Raw data:
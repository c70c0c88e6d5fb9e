//! Selection set management.

use crate::shapes::{Shape, ShapeId};
use std::collections::HashSet;

/// The set of currently selected shapes, keyed by id.
#[derive(Debug, Clone, Default, PartialEq, Eq)]
pub struct SelectionSet {
    ids: HashSet<ShapeId>,
}

impl SelectionSet {
    /// Create an empty selection.
    pub fn new() -> Self {
        Self::default()
    }

    /// Apply a click on `shape` (or on empty canvas when `None`).
    ///
    /// Without `additive` the selection becomes exactly `{shape}`, or empty.
    /// With `additive` the shape's membership is toggled and `None` changes nothing.
    pub fn select(&mut self, shape: Option<ShapeId>, additive: bool) {
        match (shape, additive) {
            (Some(id), true) => {
                if !self.ids.remove(&id) {
                    self.ids.insert(id);
                }
            }
            (None, true) => {}
            (Some(id), false) => {
                self.ids.clear();
                self.ids.insert(id);
            }
            (None, false) => self.ids.clear(),
        }
        log::debug!("Selection now has {} shape(s)", self.ids.len());
    }

    /// Functional form of [`select`](Self::select).
    pub fn selected(&self, shape: Option<ShapeId>, additive: bool) -> SelectionSet {
        let mut next = self.clone();
        next.select(shape, additive);
        next
    }

    pub fn contains(&self, id: ShapeId) -> bool {
        self.ids.contains(&id)
    }

    pub fn len(&self) -> usize {
        self.ids.len()
    }

    pub fn is_empty(&self) -> bool {
        self.ids.is_empty()
    }

    /// The selected shape when exactly one is selected.
    pub fn single(&self) -> Option<ShapeId> {
        if self.ids.len() == 1 {
            self.ids.iter().next().copied()
        } else {
            None
        }
    }

    pub fn iter(&self) -> impl Iterator<Item = ShapeId> + '_ {
        self.ids.iter().copied()
    }

    pub fn clear(&mut self) {
        self.ids.clear();
    }

    /// Drop ids that no longer name a shape in `shapes`.
    pub fn retain_existing(&mut self, shapes: &[Shape]) {
        self.ids.retain(|id| shapes.iter().any(|s| s.id() == *id));
    }

    pub fn ids(&self) -> &HashSet<ShapeId> {
        &self.ids
    }
}

impl FromIterator<ShapeId> for SelectionSet {
    fn from_iter<I: IntoIterator<Item = ShapeId>>(iter: I) -> Self {
        Self {
            ids: iter.into_iter().collect(),
        }
    }
}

Exercise: Taking the entries above, please repeat each one exactly.

Task response:
repository c70c0c88e6d5fb9e
//! Selection set management.

use crate::shapes::{Shape, ShapeId};
use std::collections::HashSet;

/// The set of currently selected shapes, keyed by id.
#[derive(Debug, Clone, Default, PartialEq, Eq)]
pub struct SelectionSet {
    ids: HashSet<ShapeId>,
}

impl SelectionSet {
    /// Create an empty selection.
    pub fn new() -> Self {
        Self::default()
    }

    /// Apply a click on `shape` (or on empty canvas when `None`).
    ///
    /// Without `additive` the selection becomes exactly `{shape}`, or empty.
    /// With `additive` the shape's membership is toggled and `None` changes nothing.
    pub fn select(&mut self, shape: Option<ShapeId>, additive: bool) {
        match (shape, additive) {
            (Some(id), true) => {
                if !self.ids.remove(&id) {
                    self.ids.insert(id);
                }
            }
            (None, true) => {}
            (Some(id), false) => {
                self.ids.clear();
                self.ids.insert(id);
            }
            (None, false) => self.ids.clear(),
        }
        log::debug!("Selection now has {} shape(s)", self.ids.len());
    }

    /// Functional form of [`select`](Self::select).
    pub fn selected(&self, shape: Option<ShapeId>, additive: bool) -> SelectionSet {
        let mut next = self.clone();
        next.select(shape, additive);
        next
    }

    pub fn contains(&self, id: ShapeId) -> bool {
        self.ids.contains(&id)
    }

    pub fn len(&self) -> usize {
        self.ids.len()
    }

    pub fn is_empty(&self) -> bool {
        self.ids.is_empty()
    }

    /// The selected shape when exactly one is selected.
    pub fn single(&self) -> Option<ShapeId> {
        if self.ids.len() == 1 {
            self.ids.iter().next().copied()
        } else {
            None
        }
    }

    pub fn iter(&self) -> impl Iterator<Item = ShapeId> + '_ {
        self.ids.iter().copied()
    }

    pub fn clear(&mut self) {
        self.ids.clear();
    }

    /// Drop ids that no longer name a shape in `shapes`.
    pub fn retain_existing(&mut self, shapes: &[Shape]) {
        self.ids.retain(|id| shapes.iter().any(|s| s.id() == *id));
    }

    pub fn ids(&self) -> &HashSet<ShapeId> {
        &self.ids
    }
}

impl FromIterator<ShapeId> for SelectionSet {
    fn from_iter<I: IntoIterator<Item = ShapeId>>(iter: I) -> Self {
        Self {
            ids: iter.into_iter().collect(),
        }
    }
}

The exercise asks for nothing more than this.